— WHAT TO PRODUCE —
For each line below that includes the string "FmtSpan", show the whole line.

— INPUT —
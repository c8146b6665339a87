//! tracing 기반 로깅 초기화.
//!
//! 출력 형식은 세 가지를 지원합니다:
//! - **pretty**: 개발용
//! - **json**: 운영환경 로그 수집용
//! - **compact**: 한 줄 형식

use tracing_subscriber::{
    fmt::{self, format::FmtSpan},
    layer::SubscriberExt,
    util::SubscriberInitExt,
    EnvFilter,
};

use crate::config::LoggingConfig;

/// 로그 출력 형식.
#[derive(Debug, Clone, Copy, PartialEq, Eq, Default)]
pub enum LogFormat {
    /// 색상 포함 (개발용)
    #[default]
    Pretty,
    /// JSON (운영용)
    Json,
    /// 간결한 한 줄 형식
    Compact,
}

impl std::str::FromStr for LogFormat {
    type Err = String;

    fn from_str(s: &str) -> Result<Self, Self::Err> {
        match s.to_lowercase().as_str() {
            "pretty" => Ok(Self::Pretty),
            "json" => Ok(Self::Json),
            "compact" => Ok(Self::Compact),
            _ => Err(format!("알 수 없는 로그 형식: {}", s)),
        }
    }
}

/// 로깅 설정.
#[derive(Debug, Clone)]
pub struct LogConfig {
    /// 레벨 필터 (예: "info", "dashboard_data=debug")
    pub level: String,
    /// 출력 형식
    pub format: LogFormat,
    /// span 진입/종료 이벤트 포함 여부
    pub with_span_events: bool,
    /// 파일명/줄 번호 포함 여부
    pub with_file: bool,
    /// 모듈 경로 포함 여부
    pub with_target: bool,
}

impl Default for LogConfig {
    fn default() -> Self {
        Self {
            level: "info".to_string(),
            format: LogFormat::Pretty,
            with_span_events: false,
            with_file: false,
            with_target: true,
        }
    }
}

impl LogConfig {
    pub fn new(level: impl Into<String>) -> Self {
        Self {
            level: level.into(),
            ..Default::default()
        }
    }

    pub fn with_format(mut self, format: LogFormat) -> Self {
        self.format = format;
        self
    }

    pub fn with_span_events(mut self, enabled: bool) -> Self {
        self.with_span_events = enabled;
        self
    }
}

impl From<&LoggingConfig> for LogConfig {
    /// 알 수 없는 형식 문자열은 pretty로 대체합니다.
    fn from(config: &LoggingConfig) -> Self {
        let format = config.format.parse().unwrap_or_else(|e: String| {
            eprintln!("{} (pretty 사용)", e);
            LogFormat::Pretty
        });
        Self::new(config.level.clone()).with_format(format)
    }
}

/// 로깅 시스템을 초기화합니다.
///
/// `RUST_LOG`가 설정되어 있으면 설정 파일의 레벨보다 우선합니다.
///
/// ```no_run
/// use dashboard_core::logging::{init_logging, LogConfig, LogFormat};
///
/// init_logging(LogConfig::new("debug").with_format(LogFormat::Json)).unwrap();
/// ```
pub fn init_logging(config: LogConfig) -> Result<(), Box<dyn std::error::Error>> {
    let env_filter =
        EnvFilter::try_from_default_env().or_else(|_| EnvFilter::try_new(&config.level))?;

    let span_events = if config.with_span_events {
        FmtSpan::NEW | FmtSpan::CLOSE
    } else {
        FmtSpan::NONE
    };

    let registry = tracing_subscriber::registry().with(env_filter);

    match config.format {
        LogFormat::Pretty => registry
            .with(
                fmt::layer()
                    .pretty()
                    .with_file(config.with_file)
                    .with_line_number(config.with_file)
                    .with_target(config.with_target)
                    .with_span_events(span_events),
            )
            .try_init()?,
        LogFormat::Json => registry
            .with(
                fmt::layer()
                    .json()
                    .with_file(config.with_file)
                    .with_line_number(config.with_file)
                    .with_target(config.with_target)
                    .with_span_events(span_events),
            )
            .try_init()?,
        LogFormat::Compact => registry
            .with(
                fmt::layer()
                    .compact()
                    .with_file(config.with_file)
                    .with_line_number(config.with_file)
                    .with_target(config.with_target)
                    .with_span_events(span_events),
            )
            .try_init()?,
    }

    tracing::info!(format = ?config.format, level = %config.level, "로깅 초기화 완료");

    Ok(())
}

...

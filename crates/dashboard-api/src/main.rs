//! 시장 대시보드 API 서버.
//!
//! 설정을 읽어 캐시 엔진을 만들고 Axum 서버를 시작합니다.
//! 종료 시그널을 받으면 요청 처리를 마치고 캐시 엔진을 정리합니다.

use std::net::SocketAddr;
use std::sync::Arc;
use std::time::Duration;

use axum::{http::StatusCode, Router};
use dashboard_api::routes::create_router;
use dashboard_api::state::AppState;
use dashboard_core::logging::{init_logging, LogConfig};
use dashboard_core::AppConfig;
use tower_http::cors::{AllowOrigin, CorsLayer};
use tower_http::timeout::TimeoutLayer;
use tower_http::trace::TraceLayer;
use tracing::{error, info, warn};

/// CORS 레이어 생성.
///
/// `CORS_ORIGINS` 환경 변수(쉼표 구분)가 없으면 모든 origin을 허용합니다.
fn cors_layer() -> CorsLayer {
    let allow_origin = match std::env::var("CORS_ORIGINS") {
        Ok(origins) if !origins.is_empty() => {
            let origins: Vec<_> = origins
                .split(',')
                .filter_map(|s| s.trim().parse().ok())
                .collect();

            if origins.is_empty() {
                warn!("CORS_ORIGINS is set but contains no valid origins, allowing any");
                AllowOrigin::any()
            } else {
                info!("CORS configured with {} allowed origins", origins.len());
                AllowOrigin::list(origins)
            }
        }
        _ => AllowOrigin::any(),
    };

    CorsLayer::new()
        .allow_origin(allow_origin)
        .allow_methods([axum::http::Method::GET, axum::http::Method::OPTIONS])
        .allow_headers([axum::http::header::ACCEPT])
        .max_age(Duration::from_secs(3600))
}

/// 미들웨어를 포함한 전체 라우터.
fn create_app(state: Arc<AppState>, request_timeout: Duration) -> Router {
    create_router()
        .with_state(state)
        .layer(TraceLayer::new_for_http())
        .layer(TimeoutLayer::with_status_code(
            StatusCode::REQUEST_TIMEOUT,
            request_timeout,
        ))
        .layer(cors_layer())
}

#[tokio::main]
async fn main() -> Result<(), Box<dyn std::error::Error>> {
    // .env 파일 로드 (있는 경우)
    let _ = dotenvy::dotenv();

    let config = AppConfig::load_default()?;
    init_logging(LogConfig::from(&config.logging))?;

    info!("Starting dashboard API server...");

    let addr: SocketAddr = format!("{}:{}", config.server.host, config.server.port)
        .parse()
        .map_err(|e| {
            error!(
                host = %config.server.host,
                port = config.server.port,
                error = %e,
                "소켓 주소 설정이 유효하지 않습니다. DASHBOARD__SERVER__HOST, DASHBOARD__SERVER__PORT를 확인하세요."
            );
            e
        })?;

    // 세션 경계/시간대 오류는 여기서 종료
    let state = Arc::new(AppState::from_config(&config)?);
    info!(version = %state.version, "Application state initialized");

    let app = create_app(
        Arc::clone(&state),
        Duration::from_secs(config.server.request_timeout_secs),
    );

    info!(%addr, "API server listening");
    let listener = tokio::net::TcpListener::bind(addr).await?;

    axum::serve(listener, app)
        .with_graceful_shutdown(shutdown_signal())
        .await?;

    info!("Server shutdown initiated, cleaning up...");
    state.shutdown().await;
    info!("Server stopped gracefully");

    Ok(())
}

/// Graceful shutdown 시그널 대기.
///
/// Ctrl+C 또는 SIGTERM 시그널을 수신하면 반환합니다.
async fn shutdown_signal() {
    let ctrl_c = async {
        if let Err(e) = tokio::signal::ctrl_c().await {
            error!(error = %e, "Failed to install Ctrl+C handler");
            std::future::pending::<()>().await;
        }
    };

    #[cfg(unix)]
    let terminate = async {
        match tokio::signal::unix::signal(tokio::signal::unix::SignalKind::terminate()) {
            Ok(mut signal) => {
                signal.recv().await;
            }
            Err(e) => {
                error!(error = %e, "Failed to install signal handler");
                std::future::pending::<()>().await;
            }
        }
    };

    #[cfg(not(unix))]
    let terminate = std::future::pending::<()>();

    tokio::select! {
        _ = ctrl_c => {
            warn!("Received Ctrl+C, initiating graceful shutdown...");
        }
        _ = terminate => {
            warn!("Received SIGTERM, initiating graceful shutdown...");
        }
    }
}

— OUTPUT OF THE TASK —
    fmt::{self, format::FmtSpan},
        FmtSpan::NEW | FmtSpan::CLOSE
        FmtSpan::NONE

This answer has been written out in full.